Lors de sa 471e session plénière des 4 et 5 mai 2011 (séance du 5 mai 2011), le Comité économique et social européen a adopté le présent avis par 148 voix pour, 7 voix contre et 10 abstentions.

1.   Conclusions et recommandations

1.1   Le CESE salue le livre blanc de la Commission européenne sur les régimes de garantie des assurances. Il appuie les efforts déployés par la Commission afin de proposer, au sein de l'UE, des mesures visant à protéger les preneurs d'assurance.

1.2   Le CESE soutient les efforts menés par la Commission pour fixer des règles harmonisées en matière de régimes de garantie. Il conforte la Commission dans son intention de proposer une directive européenne offrant un niveau de protection élevé sous la forme d'une harmonisation minimale, afin que les systèmes nationaux puissent également prévoir une protection plus étendue. Le régime de garantie doit intervenir en dernier ressort, lorsque le recours à d'autres instruments, par exemple de contrôle prudentiel, est épuisé.

1.3   Ce faisant, il convient de garder à l'esprit qu'au cours des dernières années, l'on a assisté à une nette amélioration des dispositions relatives à la solvabilité des compagnies d'assurance grâce à la surveillance et aux exigences en matière de capital propre. Si l'expérience montre que le taux de faillite dans les assurances est faible, les mesures proposées devraient le faire baisser davantage. Il convient de prendre en considération cet aspect lors de la conception des systèmes de garantie, afin de parvenir à un rapport équilibré entre coûts et efficacité. Le CESE se prononce dès lors en faveur de dispositions européennes permettant d'une part d'atteindre l'objectif de sécurisation des consommateurs et des salariés, et d'autre part de limiter les dépenses pour les entreprises et les assurés.

1.4   Le CESE est d'avis que la Commission a raison d'aborder, dans le livre blanc, la problématique d'une couverture illimitée des systèmes de garantie. Il faut éviter que des compagnies d'assurance sérieuses ne soient elles-mêmes mises en difficulté en raison d'obligations de garantie illimitées. Aussi le CESE se félicite-t-il que la Commission envisage, dans le livre blanc, de fixer des limites en matière de réparations.

1.5   En cas d'initiative législative, la Commission devrait se pencher plus particulièrement sur la question du moment auquel il peut être fait appel au système de garantie. Celui-ci ne devrait toutefois pas intervenir avant que toutes les possibilités d'intervention prudentielle n'aient été épuisées. Dans ce contexte, le seul fait que le capital minimum requis prévu par Solvency II ne soit pas atteint doit être suffisant pour activer le régime de garantie.

1.6   Le CESE recommande que l'on examine à nouveau les différentes possibilités en matière de financement des régimes de garantie, sur la base des résultats de la cinquième analyse d'impact quantitative (QIS 5) de la directive Solvabilité II. Il serait souhaitable de définir un niveau de protection déterminé à l'échelon de l'UE, et de fixer la dotation spécifique en fonction du risque national respectif et du risque de chaque branche.

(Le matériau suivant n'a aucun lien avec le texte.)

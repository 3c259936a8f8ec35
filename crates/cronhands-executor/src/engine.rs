//! Bounded shell execution with timeout, cancellation and retry.

use std::collections::HashMap;
use std::process::{ExitStatus, Stdio};
use std::time::{Duration, Instant};

use cronhands_core::{ExecutionResult, ExecutionStatus};
use parking_lot::Mutex;
use tokio::process::{Child, Command};
use tokio::sync::Semaphore;
use tokio_util::sync::CancellationToken;
use tracing::{debug, error, info, warn};

use crate::output::{decode_output, read_capped};
use crate::validator::{sanitize_command, validate_command};

/// In-flight work, keyed by execution key.
#[derive(Default)]
struct Tracker {
    /// One entry per spawned (or slot-waiting) process.
    processes: HashMap<String, CancellationToken>,
    /// One entry per retry sequence; cancelling it cancels every attempt.
    sequences: HashMap<String, CancellationToken>,
}

#[derive(Clone, Copy)]
enum TrackKind {
    Process,
    Sequence,
}

/// Removes its tracker entry on drop, whichever way the run ends.
struct Tracked<'a> {
    tracker: &'a Mutex<Tracker>,
    key: String,
    kind: TrackKind,
}

impl Drop for Tracked<'_> {
    fn drop(&mut self) {
        let mut tracker = self.tracker.lock();
        match self.kind {
            TrackKind::Process => tracker.processes.remove(&self.key),
            TrackKind::Sequence => tracker.sequences.remove(&self.key),
        };
    }
}

enum Outcome {
    Finished(std::io::Result<(ExitStatus, Vec<u8>, Vec<u8>)>),
    TimedOut,
    Cancelled,
}

/// Runs job commands on a fixed-size worker pool.
pub struct TaskExecutor {
    semaphore: Semaphore,
    max_workers: usize,
    allowed_commands: Vec<String>,
    tracker: Mutex<Tracker>,
}

impl TaskExecutor {
    /// Create an executor allowing `max_workers` concurrent processes.
    ///
    /// An empty `allowed_commands` list permits any first word.
    pub fn new(max_workers: usize, allowed_commands: Vec<String>) -> Self {
        let max_workers = max_workers.max(1);
        Self {
            semaphore: Semaphore::new(max_workers),
            max_workers,
            allowed_commands,
            tracker: Mutex::new(Tracker::default()),
        }
    }

    pub fn max_workers(&self) -> usize {
        self.max_workers
    }

    /// Worker slots not currently held.
    pub fn available_slots(&self) -> usize {
        self.semaphore.available_permits()
    }

    /// Validate and run a command once.
    pub async fn run(&self, key: &str, command: &str, timeout: Duration) -> ExecutionResult {
        let command = match self.prepare(key, command) {
            Ok(command) => command,
            Err(result) => return result,
        };
        let mut result = self
            .attempt(key, &command, timeout, CancellationToken::new())
            .await;
        result.attempt_number = 1;
        result
    }

    /// Validate once, then run up to `max_retries` attempts.
    ///
    /// Stops at the first completed attempt. Failed and timed-out attempts
    /// are followed by `retry_delay`, during which no worker slot is held.
    /// A cancelled attempt ends the sequence.
    pub async fn run_with_retry(
        &self,
        key: &str,
        command: &str,
        timeout: Duration,
        max_retries: u32,
        retry_delay: Duration,
    ) -> ExecutionResult {
        let command = match self.prepare(key, command) {
            Ok(command) => command,
            Err(result) => return result,
        };

        let sequence = CancellationToken::new();
        let _tracked = self.track(key, sequence.clone(), TrackKind::Sequence);
        let mut last: Option<ExecutionResult> = None;

        for attempt in 1..=max_retries {
            info!(key, attempt, max_retries, "Executing attempt");
            let attempt_key = format!("{}_attempt_{}", key, attempt);
            let mut result = self
                .attempt(&attempt_key, &command, timeout, sequence.child_token())
                .await;
            result.attempt_number = attempt;

            match result.status {
                ExecutionStatus::Completed => {
                    info!(key, attempt, "Attempt completed");
                    return result;
                }
                ExecutionStatus::Cancelled => {
                    info!(key, attempt, "Retry sequence cancelled");
                    return result;
                }
                _ => {
                    warn!(
                        key,
                        attempt,
                        status = %result.status,
                        error = result.error.as_deref().unwrap_or(""),
                        "Attempt failed"
                    );
                }
            }

            let more = attempt < max_retries;
            let duration = result.duration;
            last = Some(result);

            if more {
                tokio::select! {
                    _ = tokio::time::sleep(retry_delay) => {}
                    _ = sequence.cancelled() => {
                        info!(key, attempt, "Retry sequence cancelled during backoff");
                        let mut cancelled = ExecutionResult::cancelled(duration);
                        cancelled.attempt_number = attempt;
                        return cancelled;
                    }
                }
            }
        }

        match last {
            Some(result) => {
                error!(key, attempts = max_retries, "All attempts failed");
                result
            }
            None => ExecutionResult::failed("No execution result available"),
        }
    }

    /// Kill the process (or every attempt of the retry sequence) tracked under `key`.
    pub fn cancel(&self, key: &str) -> bool {
        let token = {
            let mut tracker = self.tracker.lock();
            tracker
                .processes
                .remove(key)
                .or_else(|| tracker.sequences.remove(key))
        };
        match token {
            Some(token) => {
                token.cancel();
                info!(key, "Execution cancelled");
                true
            }
            None => false,
        }
    }

    pub fn is_running(&self, key: &str) -> bool {
        let tracker = self.tracker.lock();
        tracker.processes.contains_key(key) || tracker.sequences.contains_key(key)
    }

    /// Number of tracked processes, including those waiting for a slot.
    pub fn running_count(&self) -> usize {
        self.tracker.lock().processes.len()
    }

    fn prepare(&self, key: &str, command: &str) -> Result<String, ExecutionResult> {
        match validate_command(command, &self.allowed_commands) {
            Ok(()) => Ok(sanitize_command(command)),
            Err(reason) => {
                let preview: String = command.chars().take(100).collect();
                warn!(key, command = %preview, %reason, "Command validation failed");
                Err(ExecutionResult::failed(format!(
                    "Command validation failed: {}",
                    reason
                )))
            }
        }
    }

    fn track(&self, key: &str, token: CancellationToken, kind: TrackKind) -> Tracked<'_> {
        let mut tracker = self.tracker.lock();
        match kind {
            TrackKind::Process => tracker.processes.insert(key.to_string(), token),
            TrackKind::Sequence => tracker.sequences.insert(key.to_string(), token),
        };
        Tracked {
            tracker: &self.tracker,
            key: key.to_string(),
            kind,
        }
    }

    /// One attempt: wait for a slot, spawn, race completion against the
    /// deadline and the cancel token.
    async fn attempt(
        &self,
        key: &str,
        command: &str,
        timeout: Duration,
        token: CancellationToken,
    ) -> ExecutionResult {
        let _tracked = self.track(key, token.clone(), TrackKind::Process);

        let _permit = tokio::select! {
            permit = self.semaphore.acquire() => match permit {
                Ok(permit) => permit,
                Err(_) => return ExecutionResult::failed("Executor is shut down"),
            },
            _ = token.cancelled() => return ExecutionResult::cancelled(Duration::ZERO),
        };

        let started = Instant::now();
        let mut child = match shell(command).spawn() {
            Ok(child) => child,
            Err(e) => {
                error!(key, error = %e, "Failed to spawn command");
                let mut result = ExecutionResult::failed(format!("Failed to spawn command: {}", e));
                result.duration = started.elapsed();
                return result;
            }
        };
        debug!(key, pid = ?child.id(), "Spawned command");

        let stdout = child.stdout.take();
        let stderr = child.stderr.take();

        let outcome = tokio::select! {
            finished = async {
                let (status, out, err) =
                    tokio::join!(child.wait(), read_capped(stdout), read_capped(stderr));
                Ok::<_, std::io::Error>((status?, out?, err?))
            } => Outcome::Finished(finished),
            _ = tokio::time::sleep(timeout) => Outcome::TimedOut,
            _ = token.cancelled() => Outcome::Cancelled,
        };

        match outcome {
            Outcome::Finished(Ok((status, out, err))) => {
                let code = exit_code(status);
                let duration = started.elapsed();
                let success = code == 0;
                debug!(key, code, ?duration, "Command finished");
                ExecutionResult {
                    status: if success {
                        ExecutionStatus::Completed
                    } else {
                        ExecutionStatus::Failed
                    },
                    return_code: Some(code),
                    stdout: decode_output(&out),
                    stderr: decode_output(&err),
                    duration,
                    error: (!success).then(|| format!("Exit code: {}", code)),
                    attempt_number: 0,
                }
            }
            Outcome::Finished(Err(e)) => {
                terminate(key, &mut child).await;
                let mut result = ExecutionResult::failed(e.to_string());
                result.duration = started.elapsed();
                result
            }
            Outcome::TimedOut => {
                warn!(key, timeout_secs = timeout.as_secs(), "Command timed out");
                terminate(key, &mut child).await;
                ExecutionResult::timed_out(started.elapsed(), timeout)
            }
            Outcome::Cancelled => {
                terminate(key, &mut child).await;
                ExecutionResult::cancelled(started.elapsed())
            }
        }
    }
}

fn shell(command: &str) -> Command {
    let (shell, flag) = if cfg!(target_os = "windows") {
        ("cmd", "/C")
    } else {
        ("sh", "-c")
    };

    let mut cmd = Command::new(shell);
    cmd.arg(flag)
        .arg(command)
        .stdin(Stdio::null())
        .stdout(Stdio::piped())
        .stderr(Stdio::piped())
        .kill_on_drop(true);
    cmd
}

/// Force-kill and reap.
async fn terminate(key: &str, child: &mut Child) {
    if let Err(e) = child.kill().await {
        debug!(key, error = %e, "Kill failed, process already gone");
    }
}

/// Exit code, or the negated signal number when killed by a signal.
fn exit_code(status: ExitStatus) -> i32 {
    #[cfg(unix)]
    {
        use std::os::unix::process::ExitStatusExt;
        if let Some(signal) = status.signal() {
            return -signal;
        }
    }
    status.code().unwrap_or(-1)
}

#[cfg(test)]
#[path = "engine_tests.rs"]
mod tests;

1.7   Eu égard aux systèmes existants de garantie dans les États membres, il convient que la réglementation européenne prévoie un niveau de protection élevé et approprié. Les questions de conception peuvent ensuite être laissées aux États membres, par exemple en ce qui concerne le montant détaillé des contributions, le moment du financement, la décision concernant un transfert de portefeuille ou l'octroi d'indemnités et la mise en place de systèmes de garantie spécifiques pour chaque branche.

2.   Introduction

2.1   Les assurances couvrent pour le consommateur des risques élémentaires tels que la maladie, les accidents ou la responsabilité civile, et pourvoient à ses besoins à la fin de sa vie (1). La disparition d'une compagnie d'assurance peut donner lieu à une perte irréparable de la totalité ou d'une bonne partie de la fortune d'un usager, le conduisant à la pauvreté.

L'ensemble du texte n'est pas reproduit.